If you’re receiving this, you’re on the mailing list for Princeton’s Journal of Public and International Affairs (JPIA), and part of a dedicated community of policy students, researchers, and practitioners.
Why a newsletter now? The idea isn’t new. However, as we worked to publish our 2021 volume in the midst of pandemic isolation, it became clear that this was the time for an accessible forum that gives voice to new ideas and healthy discourse.
Despite the challenges of the last year, we found unexpected ways to bring the JPIA community together: 42 student editors from 12 graduate schools around the world participated in our first ever fully-virtual Reading Weekend, and in May we hosted our first online launch event featuring a panel of Journal authors.
Though we are hopeful that the coming year will bring more opportunities for in-person connection, today’s evolving world calls on us to continue sharing ideas and fostering discussion in novel ways.
This newsletter and blog is one step in that direction. And just like everything else JPIA, it is the product of a tireless and committed team. We’re excited to work alongside Managing Editor Lea Hunter and Senior Editor Sherrod Smith as members of the Journal’s leadership team for the 2021-22 school year.
Likewise, we’re grateful to Annotation’s inaugural contributors: Galen Hunt, Matt Kertman, and Suzi Ragheb. These three writers invite us to consider unforeseen effects of policy-making and rethink established reference points at all levels of political action.
Below is a preview of their pieces — be sure to click through and read the full articles on JPIA’s website.
Annotations Issue 1 Articles
1) Biden’s Plan for Central America Fails Rural Populations Hurt by Trade Deals
by Galen Hunt, MPA ‘21
Galen Hunt develops a piercing critique of the US development strategy in Central America and its self-sabotaging deference to American economic interests.
2) Do What I Say, Not What I Do: Decolonizing Language in International Development
by Matt Kertman, MPP ‘21
Matt Kertman highlights the power dynamics behind international development’s professional jargon and offers recommendations for a more equitable approach to communications in the industry.

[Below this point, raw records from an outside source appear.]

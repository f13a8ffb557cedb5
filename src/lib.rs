#![warn(missing_docs)]
#![warn(clippy::missing_docs_in_private_items)]

//! # Buildfix - Build-Tree Maintenance Utilities
//!
//! Buildfix bundles two small filesystem utilities used while maintaining
//! build-output trees:
//!
//! - **fix**: recursively replaces a literal token inside text-based build
//!   artifacts, skipping known-binary extensions, with per-file error
//!   isolation (a failing file never aborts the run).
//! - **list**: recursively lists project and solution files sorted by
//!   modification time, newest first.
//!
//! ## Architecture
//!
//! - [`commands`]: Command implementations (fix, list, config)
//! - [`replacer`]: Token replacement engine with lossy text decoding
//! - [`listing`]: Project-file collection and timestamp ordering
//! - [`scanner`]: Filesystem traversal utilities
//! - [`config`]: Configuration parsing and persistence
//!
//! ## Example Usage
//!
//! ```no_run
//! use buildfix::BuildfixContext;
//! use std::path::Path;
//!
//! # fn main() -> anyhow::Result<()> {
//! let ctx = BuildfixContext::new()?;
//!
//! // Replace the configured token under a build tree
//! buildfix::commands::fix::execute(&ctx, Some(Path::new("build")), None, None, &[])?;
//!
//! // List project files by modification time
//! buildfix::commands::list::execute(&ctx, Some(Path::new("build")), &[])?;
//! # Ok(())
//! # }
//! ```

/// Command-line interface definitions (argument parsing structures).
pub mod cli;

/// Commands module containing all CLI command implementations.
pub mod commands;

/// Configuration parsing, persistence, and key access.
pub mod config;

/// Project-file collection and modification-time ordering.
pub mod listing;

/// Token replacement engine with binary-extension exclusion.
pub mod replacer;

/// Filesystem scanning and directory traversal utilities.
pub mod scanner;

use anyhow::{Context, Result};
use std::path::{Path, PathBuf};

/// Current version of the buildfix binary.
pub const VERSION: &str = env!("CARGO_PKG_VERSION");

/// Default configuration file path relative to the home directory.
pub const DEFAULT_CONFIG_PATH: &str = ".config/buildfix/config.toml";

/// Central context for all buildfix operations.
///
/// Holds the configuration file path and the loaded configuration. Commands
/// resolve their effective settings by layering CLI arguments over this
/// configuration over built-in defaults.
#[derive(Debug, Clone)]
pub struct BuildfixContext {
    /// Path to the configuration file.
    pub config_path: PathBuf,

    /// Loaded configuration settings.
    pub config: config::Config,
}

impl BuildfixContext {
    /// Creates a new `BuildfixContext` by loading the configuration from the
    /// default path, or from `BUILDFIX_CONFIG_PATH` when set.
    ///
    /// # Errors
    /// Returns an error if the home directory cannot be determined or if the
    /// configuration file cannot be read or created.
    pub fn new() -> Result<Self> {
        let config_path = if let Ok(path) = std::env::var("BUILDFIX_CONFIG_PATH") {
            PathBuf::from(path)
        } else {
            let home = dirs::home_dir().context("Could not find home directory")?;
            home.join(DEFAULT_CONFIG_PATH)
        };

        let config = config::Config::load(&config_path)?;

        Ok(Self {
            config_path,
            config,
        })
    }

    /// Creates a new `BuildfixContext` with an explicit configuration path.
    /// This avoids environment variable manipulation in tests.
    ///
    /// # Errors
    /// Returns an error if the configuration cannot be loaded or created.
    pub fn new_explicit(config_path: PathBuf) -> Result<Self> {
        let config = config::Config::load(&config_path)?;
        Ok(Self {
            config_path,
            config,
        })
    }

    /// Resolves the effective scan root: an explicit CLI path wins, otherwise
    /// the configured default root is used.
    #[must_use]
    pub fn resolve_root(&self, cli_root: Option<&Path>) -> PathBuf {
        cli_root.map_or_else(|| self.config.core.root_path.clone(), Path::to_path_buf)
    }
}
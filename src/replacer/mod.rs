//! Token replacement engine for text-based build artifacts.
//!
//! Files are matched against a case-insensitive extension blocklist before
//! being opened; everything else is decoded permissively (malformed byte
//! sequences are dropped, not fatal), scanned for a literal target token, and
//! rewritten in full only when the token occurs. Replacement is a single pass
//! over the whole content, so a replacement that reintroduces the target is
//! never re-scanned and idempotence holds whenever the replacement does not
//! contain the target.

use anyhow::{Context, Result};
use std::collections::HashSet;
use std::fs;
use std::path::Path;
use tracing::debug;

/// Extensions presumed binary and never opened for content inspection:
/// object files, incremental-build state, debug symbols, static libraries,
/// executables, generic binaries, build recipes, and build stamps.
pub const DEFAULT_EXCLUDED_EXTENSIONS: &[&str] = &[
    "obj",
    "tlog",
    "pdb",
    "lib",
    "exe",
    "bin",
    "recipe",
    "stamp",
    "lastbuildstate",
];

/// Case-insensitive set of file extensions to skip without reading.
#[derive(Debug, Clone)]
pub struct ExclusionSet {
    /// Lower-cased extensions without a leading dot.
    extensions: HashSet<String>,
}

impl ExclusionSet {
    /// Builds an exclusion set from extension strings. A leading dot is
    /// accepted and stripped, and comparison is case-insensitive.
    #[must_use]
    pub fn new<S: AsRef<str>>(extensions: &[S]) -> Self {
        Self {
            extensions: extensions
                .iter()
                .map(|e| e.as_ref().trim_start_matches('.').to_lowercase())
                .collect(),
        }
    }

    /// Returns true if the file at `path` has an excluded extension.
    /// Files without an extension are never excluded.
    #[must_use]
    pub fn contains(&self, path: &Path) -> bool {
        path.extension()
            .and_then(|e| e.to_str())
            .is_some_and(|e| self.extensions.contains(&e.to_lowercase()))
    }
}

impl Default for ExclusionSet {
    fn default() -> Self {
        Self::new(DEFAULT_EXCLUDED_EXTENSIONS)
    }
}

/// Outcome of processing a single file during a fix run.
#[derive(Debug, Clone, PartialEq, Eq)]
pub enum FileOutcome {
    /// The target token occurred and the file was rewritten.
    Updated,
    /// The file was read but the token did not occur; nothing was written.
    Unchanged,
    /// The file's extension is in the exclusion set; it was never opened.
    Excluded,
    /// Reading or writing the file failed; the run continues.
    Failed(String),
}

/// Aggregate counts for a whole fix run.
#[derive(Debug, Clone, Copy, Default, PartialEq, Eq)]
pub struct FixSummary {
    /// Files rewritten with the replacement token.
    pub updated: usize,
    /// Files read and left untouched.
    pub unchanged: usize,
    /// Files skipped by the exclusion set.
    pub excluded: usize,
    /// Files that failed to read or write.
    pub failed: usize,
}

impl FixSummary {
    /// Records one file outcome into the summary.
    pub fn record(&mut self, outcome: &FileOutcome) {
        match outcome {
            FileOutcome::Updated => self.updated += 1,
            FileOutcome::Unchanged => self.unchanged += 1,
            FileOutcome::Excluded => self.excluded += 1,
            FileOutcome::Failed(_) => self.failed += 1,
        }
    }
}

/// Decodes bytes as text, dropping malformed sequences.
///
/// Valid UTF-8 passes through byte-identically (validated with the SIMD fast
/// path). Invalid input goes through a lossy decode and the substitution
/// characters produced for malformed sequences are removed, matching a
/// decode-with-ignore policy.
#[must_use]
pub fn decode_lossy(bytes: &[u8]) -> String {
    match simdutf8::basic::from_utf8(bytes) {
        Ok(s) => s.to_string(),
        Err(_) => String::from_utf8_lossy(bytes)
            .chars()
            .filter(|c| *c != '\u{FFFD}')
            .collect(),
    }
}

/// Replaces every occurrence of `target` with `replacement` in the file at
/// `path`, rewriting the file in full only when the token occurs.
///
/// Zero-byte files and files without the token are left untouched, so their
/// modification timestamps do not churn.
///
/// # Errors
/// Returns an error if the file cannot be read or written.
pub fn replace_in_file(path: &Path, target: &str, replacement: &str) -> Result<FileOutcome> {
    let bytes =
        fs::read(path).with_context(|| format!("Failed to read file: {}", path.display()))?;

    if bytes.is_empty() {
        return Ok(FileOutcome::Unchanged);
    }

    let content = decode_lossy(&bytes);
    if !content.contains(target) {
        return Ok(FileOutcome::Unchanged);
    }

    let updated = content.replace(target, replacement);
    fs::write(path, updated)
        .with_context(|| format!("Failed to write file: {}", path.display()))?;

    Ok(FileOutcome::Updated)
}

/// Processes one file: exclusion check, then replacement with the per-file
/// failure isolated into the outcome so the caller can keep traversing.
#[must_use]
pub fn process_file(
    path: &Path,
    target: &str,
    replacement: &str,
    exclusions: &ExclusionSet,
) -> FileOutcome {
    if exclusions.contains(path) {
        debug!("Excluded by extension: {}", path.display());
        return FileOutcome::Excluded;
    }

    match replace_in_file(path, target, replacement) {
        Ok(outcome) => outcome,
        Err(e) => FileOutcome::Failed(format!("{e:#}")),
    }
}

3) How New Jersey Political Parties Rig the Ballot
by Suzi Ragheb, MPA ‘22
Suzi Ragheb offers a critical take on the disenfranchising effects of New Jersey ballot design in a state otherwise known as a ‘progressive laboratory’.
Become an Annotations Contributor
Many aspects of this platform are still a work in progress, but we’re excited to continue building it alongside all of you.
If you’d like to contribute to the upcoming August issue of Annotations, check out our Call for Pitches and submit your idea by Friday, July 9.
Email email@example.com with any questions or comments about how to make this project better or more responsive to the needs of the SPIA community and the broader JPIA readership. If you would prefer not to receive forthcoming issues, you can unsubscribe at the bottom of this email.
Finally, before signing off, we would like to thank the former JPIA leadership trio of Sofía Ramírez, Cara Rocío Labrador, and Rebecca Gorin for their guidance and mentorship. We’re humbled to follow in your footsteps!